According to Driehaus Executive Director Lisa Key, “It is thrilling for us to complete this important renovation creating a new Museum campus, offering visitors not only an incredible museum of art, architecture, and design, but now a newly rejuvenated auditorium that will add a vital and dynamic public space to the cultural campus in Chicago that will continue to increase the historical profile of this great city of architecture.” Key added, “It was museum founder, Richard H. Driehaus, who had the vision to combine these historic buildings into one museum campus. We are so happy this vision has come to fruition and now this expansion allows us to extend our work outward in the larger community.”
“It was a huge relief to learn about the Driehaus Museum expanding its campus into the adjacent Murphy Memorial. There are not many options for finding an appropriate re-use that would respect the historic character of such a monumentally scaled historic building while at same time providing a positive impact on the surrounding neighborhood,” said Tim Samuelson, the Cultural Historian Emeritus of the City of Chicago. “The Driehaus Museum has been a thoughtful community partner and valuable neighborhood asset for the past twenty years, and its expansion into the Murphy makes something great even greater!”
To become a more accessible and visible part of the community and Chicago’s cultural landscape, starting June 26, the Driehaus Museum will offer expanded hours and free admission on Wednesday evenings from 5 to 7pm. The restoration project also refreshed the Museum’s amenities including a larger coat check and renovated bathrooms. Guests to the Museum will now enter through the Murphy’s Tiffany-designed doors at 50 East Erie, and the Museum’s address will officially change to 50 East Erie.
Antunovich and Associates and Bulley & Andrews, both of whom were involved in the extensive renovation of the Nickerson Mansion from 2003-2008, were the architecture and building partners for the Murphy Auditorium. The opening of the updated building will present a full suite of new programming tied to the Driehaus Museum’s strategic vision, along with a range of activities and events, both public and private, for the community.

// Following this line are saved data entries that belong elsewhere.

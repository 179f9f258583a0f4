/// 8259 PIC (Programmable Interrupt Controller) — remap, mask, unmask.
///
/// The legacy PIC maps IRQ 0-7 to interrupts 8-15, which collides with
/// CPU exceptions. We remap IRQs to 32-47 and mask everything; drivers
/// unmask the single line they own (the virtual NIC uses IRQ 11).

const PIC1_CMD: u16 = 0x20;
const PIC1_DATA: u16 = 0x21;
const PIC2_CMD: u16 = 0xA0;
const PIC2_DATA: u16 = 0xA1;

const ICW1_INIT: u8 = 0x11; // initialization + ICW4 needed
const ICW4_8086: u8 = 0x01; // 8086 mode

const EOI: u8 = 0x20;

/// Remap the PIC so IRQs don't collide with CPU exceptions,
/// then mask all IRQs.
///
/// # Safety
/// Must be called during early boot.
pub unsafe fn init() {
    use super::{outb, inb};

    let _ = inb(PIC1_DATA);
    let _ = inb(PIC2_DATA);

    // ICW1: start initialization sequence
    outb(PIC1_CMD, ICW1_INIT);
    io_wait();
    outb(PIC2_CMD, ICW1_INIT);
    io_wait();

    // ICW2: vector offsets
    outb(PIC1_DATA, 32); // IRQ 0-7  → INT 32-39
    io_wait();
    outb(PIC2_DATA, 40); // IRQ 8-15 → INT 40-47
    io_wait();

    // ICW3: tell PICs about each other
    outb(PIC1_DATA, 4); // slave on IRQ2
    io_wait();
    outb(PIC2_DATA, 2); // cascade identity
    io_wait();

    // ICW4: 8086 mode
    outb(PIC1_DATA, ICW4_8086);
    io_wait();
    outb(PIC2_DATA, ICW4_8086);
    io_wait();

    // Mask ALL IRQs; drivers unmask their own line
    outb(PIC1_DATA, 0xFF);
    outb(PIC2_DATA, 0xFF);
}

/// Unmask a single IRQ line (0-15). Lines 8-15 also require the cascade
/// line (IRQ 2) on the master.
pub fn unmask(irq: u8) {
    use super::{outb, inb};

    if irq < 8 {
        let mask = inb(PIC1_DATA);
        outb(PIC1_DATA, mask & !(1 << irq));
    } else {
        let mask = inb(PIC2_DATA);
        outb(PIC2_DATA, mask & !(1 << (irq - 8)));
        let mask = inb(PIC1_DATA);
        outb(PIC1_DATA, mask & !(1 << 2));
    }
}

/// Send End-of-Interrupt for a specific line. Slave lines need an EOI on
/// both PICs.
pub fn send_eoi(irq: u8) {
    if irq >= 8 {
        super::outb(PIC2_CMD, EOI);
    }
    super::outb(PIC1_CMD, EOI);
}

/// Send End-of-Interrupt to both PICs.
pub fn send_eoi_both() {
    super::outb(PIC2_CMD, EOI);
    super::outb(PIC1_CMD, EOI);
}

/// Small I/O delay for PIC initialization.
fn io_wait() {
    // Writing to port 0x80 is a common way to add a small delay
    super::outb(0x80, 0);
}
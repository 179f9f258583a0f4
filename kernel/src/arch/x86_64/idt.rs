/// Interrupt Descriptor Table — exception reporting plus a registration
/// hook for hardware IRQ lines (the virtual NIC driver installs its
/// receive handler here).
use spin::Mutex;

/// Flat kernel code selector installed by the loader's GDT.
const KERNEL_CS: u16 = 0x08;

/// IDT entry (16 bytes on x86_64).
#[repr(C, packed)]
#[derive(Clone, Copy)]
pub struct IdtEntry {
    offset_low: u16,
    selector: u16,
    ist: u8,
    type_attr: u8,
    offset_mid: u16,
    offset_high: u32,
    _reserved: u32,
}

impl IdtEntry {
    pub const fn missing() -> Self {
        Self {
            offset_low: 0,
            selector: 0,
            ist: 0,
            type_attr: 0, // NOT present
            offset_mid: 0,
            offset_high: 0,
            _reserved: 0,
        }
    }

    /// Create a present interrupt gate entry (DPL=0).
    pub fn interrupt_gate(handler: u64) -> Self {
        Self {
            offset_low: handler as u16,
            selector: KERNEL_CS,
            ist: 0,
            type_attr: 0x8E, // present | interrupt gate | DPL=0
            offset_mid: (handler >> 16) as u16,
            offset_high: (handler >> 32) as u32,
            _reserved: 0,
        }
    }
}

/// The IDT — 256 entries.
#[repr(C, align(16))]
pub struct Idt {
    pub entries: [IdtEntry; 256],
}

impl Idt {
    pub const fn new() -> Self {
        Self {
            entries: [IdtEntry::missing(); 256],
        }
    }
}

#[repr(C, packed)]
struct IdtPointer {
    limit: u16,
    base: u64,
}

/// Global IDT. Lives in a Mutex so IRQ gates can be installed after boot;
/// the CPU reads entries from memory on each interrupt, so updates take
/// effect without reloading.
static IDT: Mutex<Idt> = Mutex::new(Idt::new());

/// Interrupt stack frame pushed by the CPU before our handler runs.
#[repr(C)]
pub struct InterruptFrame {
    pub rip: u64,
    pub cs: u64,
    pub rflags: u64,
    pub rsp: u64,
    pub ss: u64,
}

/// A hardware interrupt handler. The `x86-interrupt` ABI makes the
/// compiler emit the register save/restore and `iretq` — handlers are
/// plain, non-blocking functions.
pub type IrqHandler = extern "x86-interrupt" fn(InterruptFrame);

/// Initialize the IDT with exception handlers and load it.
///
/// # Safety
/// Must be called once during boot, before interrupts are enabled.
pub unsafe fn init() {
    let mut idt = IDT.lock();

    idt.entries[0] = IdtEntry::interrupt_gate(isr_de as *const () as u64);
    idt.entries[3] = IdtEntry::interrupt_gate(isr_bp as *const () as u64);
    idt.entries[6] = IdtEntry::interrupt_gate(isr_ud as *const () as u64);
    idt.entries[8] = IdtEntry::interrupt_gate(isr_df as *const () as u64);
    idt.entries[13] = IdtEntry::interrupt_gate(isr_gp as *const () as u64);
    idt.entries[14] = IdtEntry::interrupt_gate(isr_pf as *const () as u64);

    // PIC IRQs (remapped to 32-47) — spurious stub until a driver
    // registers something better.
    for i in 32..48 {
        idt.entries[i] = IdtEntry::interrupt_gate(isr_irq_stub as *const () as u64);
    }

    let ptr = IdtPointer {
        limit: (core::mem::size_of::<Idt>() - 1) as u16,
        base: &*idt as *const Idt as u64,
    };
    core::arch::asm!("lidt [{}]", in(reg) &ptr, options(nostack));
}

/// Install `handler` on PIC line `irq` (0-15). The caller is responsible
/// for unmasking the line afterwards.
///
/// # Safety
/// Must be called after `init`. The handler must not block.
pub unsafe fn register_irq_handler(irq: u8, handler: IrqHandler) {
    assert!(irq < 16, "PIC has 16 lines");
    let mut idt = IDT.lock();
    idt.entries[32 + irq as usize] = IdtEntry::interrupt_gate(handler as *const () as u64);
}

// ---- Exception handlers ----

extern "x86-interrupt" fn isr_de(frame: InterruptFrame) {
    exception_handler("Division by zero (#DE)", &frame, None);
}

extern "x86-interrupt" fn isr_bp(frame: InterruptFrame) {
    // Breakpoint — don't halt, just log
    crate::serial_println!("[int] Breakpoint at {:#x}", frame.rip);
}

extern "x86-interrupt" fn isr_ud(frame: InterruptFrame) {
    exception_handler("Invalid opcode (#UD)", &frame, None);
}

extern "x86-interrupt" fn isr_df(frame: InterruptFrame, error_code: u64) {
    exception_handler("Double fault (#DF)", &frame, Some(error_code));
}

extern "x86-interrupt" fn isr_gp(frame: InterruptFrame, error_code: u64) {
    exception_handler("General protection fault (#GP)", &frame, Some(error_code));
}

extern "x86-interrupt" fn isr_pf(frame: InterruptFrame, error_code: u64) {
    let cr2: u64;
    unsafe { core::arch::asm!("mov {}, cr2", out(reg) cr2, options(nostack, nomem)); }
    crate::serial_println!("!!! PAGE FAULT at {:#x} !!!", cr2);
    exception_handler("Page fault (#PF)", &frame, Some(error_code));
}

extern "x86-interrupt" fn isr_irq_stub(_frame: InterruptFrame) {
    // Unclaimed line — acknowledge so the PIC doesn't wedge
    super::pic::send_eoi_both();
}

/// Common exception reporting.
fn exception_handler(name: &str, frame: &InterruptFrame, error_code: Option<u64>) -> ! {
    crate::serial_println!("!!! CPU EXCEPTION: {} !!!", name);
    if let Some(code) = error_code {
        crate::serial_println!("  Error code: {:#x}", code);
    }
    crate::serial_println!("  RIP:     {:#x}", frame.rip);
    crate::serial_println!("  RFLAGS:  {:#x}", frame.rflags);
    crate::serial_println!("  RSP:     {:#x}", frame.rsp);
    loop {
        super::hlt();
    }
}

ABOUT THE MURPHY AUDITORIUM
Located at 50 East Erie, the six-story, 32,193-square-foot French Renaissance-style building, purchased by the Driehaus Museum in 2022, was built between 1923 and 1926 by the American College of Surgeons. Designed by noted Chicago architects Benjamin Marshall and Charles E. Fox of Marshall and Fox, the Murphy was used originally to host meetings and serve as a center for education in surgery. Its iconic exterior is Marshall’s interpretation of the double-columned, two-story façade and flanking entry staircase of the Chapelle Notre-Dame-de-Consolation (1900) in Paris.
The building features a pair of cast bronze doors designed by Tiffany Studios at the front entrance, comprised of six panels depicting prominent figures in the history of medicine. It also has a towering, multicolored stained-glass window inside the auditorium. It was built as a memorial to founding member John B. Murphy, MD, FACS. Dr. Murphy was regarded worldwide as the greatest clinical educator of his generation, and known for performing a life-saving surgery on President Theodore Roosevelt in 1912.
SUMMER EXHIBITION
Chicago Collects: Jewelry In Perspective
May 23 to September 23, 2024
Chicago Collects: Jewelry in Perspective is an exhibition of over two hundred pieces of rare and historically significant jewelry from the 17th century to the present, all from prominent Chicago collections. This first-of-its- kind exhibition includes a range of never-seen-before jewelry and decorative arts objects from the Richard H. Driehaus Collection alongside objects from the Chicago History Museum, the Field Museum, and the Lizzardo Museum of Lapidary Art, among loans from other Chicago collections. The exhibition is organized by jewelry historian and author Elyse Zorn Karlin, guest curator of the Museum’s popular 2015 exhibition Maker and Muse: Women and 20th Century Art Jewelry.